▸ **YOUR ASSIGNMENT**: Reproduce word for word the lines between those holding "pub fn new(chain: &'a" and "let transfer = Operation::TransferKeepAlive", inclusive, and nothing else from the data below.

▸ **DATA PROVIDED**:

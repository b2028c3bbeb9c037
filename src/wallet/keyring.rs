//! Signer identities derived from the master secret
//!
//! Every signer is `"{mnemonic}//{seed}"` for a seed in a contiguous window
//! `[first_seed, first_seed + size)`. Pool membership is a pure function of
//! configuration; nothing is persisted.

use std::fmt;
use std::str::FromStr;
use subxt_signer::sr25519::Keypair;
use subxt_signer::SecretUri;
use tracing::debug;

use crate::chain::AccountId;
use crate::error::{Error, Result};

/// Mnemonic (or secret URI) the admin and all signers derive from
#[derive(Clone)]
pub struct MasterSecret(String);

impl MasterSecret {
    pub fn new(phrase: impl Into<String>) -> Self {
        Self(phrase.into())
    }

    /// Read the secret from an environment variable
    pub fn from_env(var: &str) -> Result<Self> {
        std::env::var(var)
            .map(Self)
            .map_err(|_| Error::MissingEnvVar(var.to_string()))
    }

    /// Derive the identity at `seed`, or the root identity for `None`
    pub fn derive(&self, seed: Option<u32>) -> Result<Identity> {
        let uri = match seed {
            Some(seed) => format!("{}//{}", self.0, seed),
            None => self.0.clone(),
        };

        let uri = SecretUri::from_str(&uri)
            .map_err(|e| Error::Derivation(format!("invalid secret uri: {}", e)))?;
        let keypair = Keypair::from_uri(&uri).map_err(|e| Error::Derivation(e.to_string()))?;

        Ok(Identity::new(keypair, seed))
    }
}

impl fmt::Debug for MasterSecret {
    fn fmt(&self, f: &mut fmt::Formatter<'_>) -> fmt::Result {
        f.write_str("MasterSecret(***)")
    }
}

/// A signing identity with its on-chain account
pub struct Identity {
    keypair: Keypair,
    account: AccountId,
    seed: Option<u32>,
}

impl Identity {
    fn new(keypair: Keypair, seed: Option<u32>) -> Self {
        let account = keypair.public_key().to_account_id();
        Self {
            keypair,
            account,
            seed,
        }
    }

    pub fn keypair(&self) -> &Keypair {
        &self.keypair
    }

    pub fn account(&self) -> &AccountId {
        &self.account
    }

    /// SS58 address
    pub fn address(&self) -> String {
        self.account.to_string()
    }

    /// Derivation seed, `None` for the admin
    pub fn seed(&self) -> Option<u32> {
        self.seed
    }
}

impl fmt::Debug for Identity {
    fn fmt(&self, f: &mut fmt::Formatter<'_>) -> fmt::Result {
        f.debug_struct("Identity")
            .field("address", &self.address())
            .field("seed", &self.seed)
            .finish()
    }
}

/// Signer seed for a rotation counter
///
/// `(rotation / batch_size) % pool_size + first_seed`, so consecutive batches
/// of work move to the next signer and wrap around the window.
pub fn rotation_seed(rotation: u64, batch_size: usize, pool_size: usize, first_seed: u32) -> u32 {
    let batch_size = batch_size.max(1) as u64;
    let pool_size = pool_size.max(1) as u64;
    first_seed + ((rotation / batch_size) % pool_size) as u32
}

/// Fixed window of derived signers used in rotation
#[derive(Debug)]
pub struct SignerPool {
    first_seed: u32,
    signers: Vec<Identity>,
}

impl SignerPool {
    /// Derive `size` signers starting at `first_seed`
    pub fn derive(secret: &MasterSecret, first_seed: u32, size: u32) -> Result<Self> {
        if size == 0 {
            return Err(Error::Config("signer pool cannot be empty".to_string()));
        }

        let end = first_seed.checked_add(size).ok_or_else(|| {
            Error::Config(format!(
                "signer window of {} seeds starting at {} exceeds the seed range",
                size, first_seed
            ))
        })?;

        let signers = (first_seed..end)
            .map(|seed| secret.derive(Some(seed)))
            .collect::<Result<Vec<_>>>()?;

        debug!(
            "Derived {} signers (seeds {}..{})",
            signers.len(),
            first_seed,
            end
        );

        Ok(Self {
            first_seed,
            signers,
        })
    }

    pub fn first_seed(&self) -> u32 {
        self.first_seed
    }

    /// Highest seed in the window
    pub fn last_seed(&self) -> u32 {
        self.first_seed + (self.signers.len() as u32).saturating_sub(1)
    }

    pub fn len(&self) -> usize {
        self.signers.len()
    }

    pub fn is_empty(&self) -> bool {
        self.signers.is_empty()
    }

    pub fn iter(&self) -> impl Iterator<Item = &Identity> {
        self.signers.iter()
    }

    /// Signer derived at `seed`, if it is inside the window
    pub fn by_seed(&self, seed: u32) -> Option<&Identity> {
        seed.checked_sub(self.first_seed)
            .and_then(|offset| self.signers.get(offset as usize))
    }

    /// Signer responsible for the batch at `rotation`
    pub fn select(&self, rotation: u64, batch_size: usize) -> &Identity {
        let seed = rotation_seed(rotation, batch_size, self.signers.len(), self.first_seed);
        &self.signers[(seed - self.first_seed) as usize]
    }
}

#[cfg(test)]
mod tests {
    use super::*;
    use crate::testing::dev_secret;

    #[test]
    fn test_rotation_seed() {
        // batch size 1, 6 accounts, no shift
        assert_eq!(rotation_seed(0, 1, 6, 0), 0);
        assert_eq!(rotation_seed(1, 1, 6, 0), 1);
        assert_eq!(rotation_seed(6, 1, 6, 0), 0);
        assert_eq!(rotation_seed(7, 1, 6, 0), 1);

        // batch size 5: five migrations share a signer
        assert_eq!(rotation_seed(4, 5, 3, 10), 10);
        assert_eq!(rotation_seed(5, 5, 3, 10), 11);
        assert_eq!(rotation_seed(14, 5, 3, 10), 12);
        assert_eq!(rotation_seed(15, 5, 3, 10), 10);
    }

    #[test]
    fn test_derivation_is_deterministic() {
        let secret = dev_secret();
        let a = secret.derive(Some(3)).unwrap();
        let b = secret.derive(Some(3)).unwrap();
        let c = secret.derive(Some(4)).unwrap();
        let admin = secret.derive(None).unwrap();

        assert_eq!(a.account(), b.account());
        assert_ne!(a.account(), c.account());
        assert_ne!(a.account(), admin.account());
        assert_eq!(a.seed(), Some(3));
        assert_eq!(admin.seed(), None);
    }

    #[test]
    fn test_pool_window() {
        let secret = dev_secret();
        let pool = SignerPool::derive(&secret, 4, 3).unwrap();

        assert_eq!(pool.len(), 3);
        assert_eq!(pool.first_seed(), 4);
        assert_eq!(pool.last_seed(), 6);
        assert!(pool.by_seed(3).is_none());
        assert!(pool.by_seed(7).is_none());

        let expected = secret.derive(Some(5)).unwrap();
        assert_eq!(pool.by_seed(5).unwrap().account(), expected.account());

        let seeds: Vec<_> = pool.iter().map(|s| s.seed().unwrap()).collect();
        assert_eq!(seeds, vec![4, 5, 6]);
    }

    #[test]
    fn test_pool_select_follows_rotation() {
        let pool = SignerPool::derive(&dev_secret(), 2, 3).unwrap();

        assert_eq!(pool.select(0, 2).seed(), Some(2));
        assert_eq!(pool.select(2, 2).seed(), Some(3));
        assert_eq!(pool.select(5, 2).seed(), Some(4));
        assert_eq!(pool.select(6, 2).seed(), Some(2));
    }

    #[test]
    fn test_empty_pool_rejected() {
        assert!(SignerPool::derive(&dev_secret(), 0, 0).is_err());
    }

    #[test]
    fn test_window_past_seed_range_rejected() {
        let err = SignerPool::derive(&dev_secret(), u32::MAX - 2, 6).unwrap_err();
        assert!(matches!(err, Error::Config(_)));

        let pool = SignerPool::derive(&dev_secret(), u32::MAX - 2, 2).unwrap();
        assert_eq!(pool.len(), 2);
        assert_eq!(pool.last_seed(), u32::MAX - 1);
    }

    #[test]
    fn test_missing_secret_env() {
        let err = MasterSecret::from_env("POOL_MIGRATOR_TEST_UNSET_MNEMONIC").unwrap_err();
        assert!(matches!(err, Error::MissingEnvVar(_)));
    }

    #[test]
    fn test_secret_not_in_debug() {
        let secret = MasterSecret::new("word word word");
        assert!(!format!("{:?}", secret).contains("word"));
    }
}
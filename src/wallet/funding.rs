//! Signer funding
//!
//! Tops signers up from the admin account before a real run, and sweeps
//! their balances back afterwards. Every transfer is signed by the account
//! that pays, so consecutive transfers from the same account are spaced by
//! the top-up delay to let the previous one land.

use std::time::Duration;
use tracing::{debug, info};

use crate::chain::{Balance, ChainClient, Operation};
use crate::config::SignersConfig;
use crate::error::Result;

use super::keyring::{Identity, SignerPool};

/// Funding parameters
#[derive(Debug, Clone)]
pub struct FundingSettings {
    /// Balance every signer is topped up to
    pub topup_balance: Balance,
    /// Pause after each transfer
    pub delay: Duration,
}

impl From<&SignersConfig> for FundingSettings {
    fn from(config: &SignersConfig) -> Self {
        Self {
            topup_balance: Balance::from(config.topup_balance),
            delay: Duration::from_millis(config.topup_delay_ms),
        }
    }
}

/// Outcome of a funding pass
#[derive(Debug, Clone, Default, PartialEq, Eq)]
pub struct FundingReport {
    /// Signers whose balance was read
    pub checked: u32,
    /// Signers that received a transfer
    pub transfers: u32,
    /// Sum of all transferred amounts
    pub total: Balance,
}

/// Amount needed to bring `current` up to `target`
pub fn topup_amount(current: Balance, target: Balance) -> Option<Balance> {
    target.checked_sub(current).filter(|amount| *amount > 0)
}

/// Moves funds between the admin account and the signer pool
pub struct SignerFunding<'a, C: ChainClient + ?Sized> {
    chain: &'a C,
    admin: &'a Identity,
    settings: FundingSettings,
}

impl<'a, C: ChainClient + ?Sized> SignerFunding<'a, C> {
    pub fn new(chain: &'a C, admin: &'a Identity, settings: FundingSettings) -> Self {
        Self {
            chain,
            admin,
            settings,
        }
    }

    /// Top up every signer below the configured balance, in seed order
    pub async fn ensure_funded(&self, pool: &SignerPool) -> Result<FundingReport> {
        let mut report = FundingReport::default();

        for signer in pool.iter() {
            let free = self.chain.account(signer.account()).await?.free;
            report.checked += 1;
            info!(
                "Balance for signer with seed {} is {}",
                seed_label(signer),
                free
            );

            let Some(amount) = topup_amount(free, self.settings.topup_balance) else {
                continue;
            };

            info!(
                "Topping up signer {} (seed: {}) with {}",
                signer.address(),
                seed_label(signer),
                amount
            );

            let transfer = Operation::TransferKeepAlive {
                dest: signer.account().clone(),
                value: amount,
            };
            let hash = self.chain.submit(&transfer, self.admin).await?;
            debug!("Top-up submitted: {:?}", hash);

            report.transfers += 1;
            report.total += amount;

            tokio::time::sleep(self.settings.delay).await;
        }

        info!(
            "Funding complete: {} of {} signers topped up with {} in total",
            report.transfers, report.checked, report.total
        );

        Ok(report)
    }

    /// Send every signer's free balance back to the admin account
    pub async fn collect(&self, pool: &SignerPool, dry_run: bool) -> Result<FundingReport> {
        let mut report = FundingReport::default();

        for signer in pool.iter() {
            let free = self.chain.account(signer.account()).await?.free;
            report.checked += 1;
            info!(
                "Balance for signer with seed {} is {}",
                seed_label(signer),
                free
            );

            if free == 0 {
                continue;
            }

            report.transfers += 1;
            report.total += free;

            if dry_run {
                info!(
                    "DRY-RUN: Would sweep {} from {} to {}",
                    free,
                    signer.address(),
                    self.admin.address()
                );
                continue;
            }

            let sweep = Operation::TransferAll {
                dest: self.admin.account().clone(),
                keep_alive: false,
            };
            let hash = self.chain.submit(&sweep, signer).await?;
            debug!("Sweep submitted: {:?}", hash);

            tokio::time::sleep(self.settings.delay).await;

            let admin_balance = self.chain.account(self.admin.account()).await?.free;
            info!("New balance for admin is {}", admin_balance);
        }

        Ok(report)
    }
}

fn seed_label(signer: &Identity) -> String {
    signer
        .seed()
        .map(|seed| seed.to_string())
        .unwrap_or_else(|| "admin".to_string())
}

▸ **ANSWER TO THIS EXERCISE**:
    pub fn new(chain: &'a C, admin: &'a Identity, settings: FundingSettings) -> Self {
        Self {
            chain,
            admin,
            settings,
        }
    }

    /// Top up every signer below the configured balance, in seed order
    pub async fn ensure_funded(&self, pool: &SignerPool) -> Result<FundingReport> {
        let mut report = FundingReport::default();

        for signer in pool.iter() {
            let free = self.chain.account(signer.account()).await?.free;
            report.checked += 1;
            info!(
                "Balance for signer with seed {} is {}",
                seed_label(signer),
                free
            );

            let Some(amount) = topup_amount(free, self.settings.topup_balance) else {
                continue;
            };

            info!(
                "Topping up signer {} (seed: {}) with {}",
                signer.address(),
                seed_label(signer),
                amount
            );

            let transfer = Operation::TransferKeepAlive {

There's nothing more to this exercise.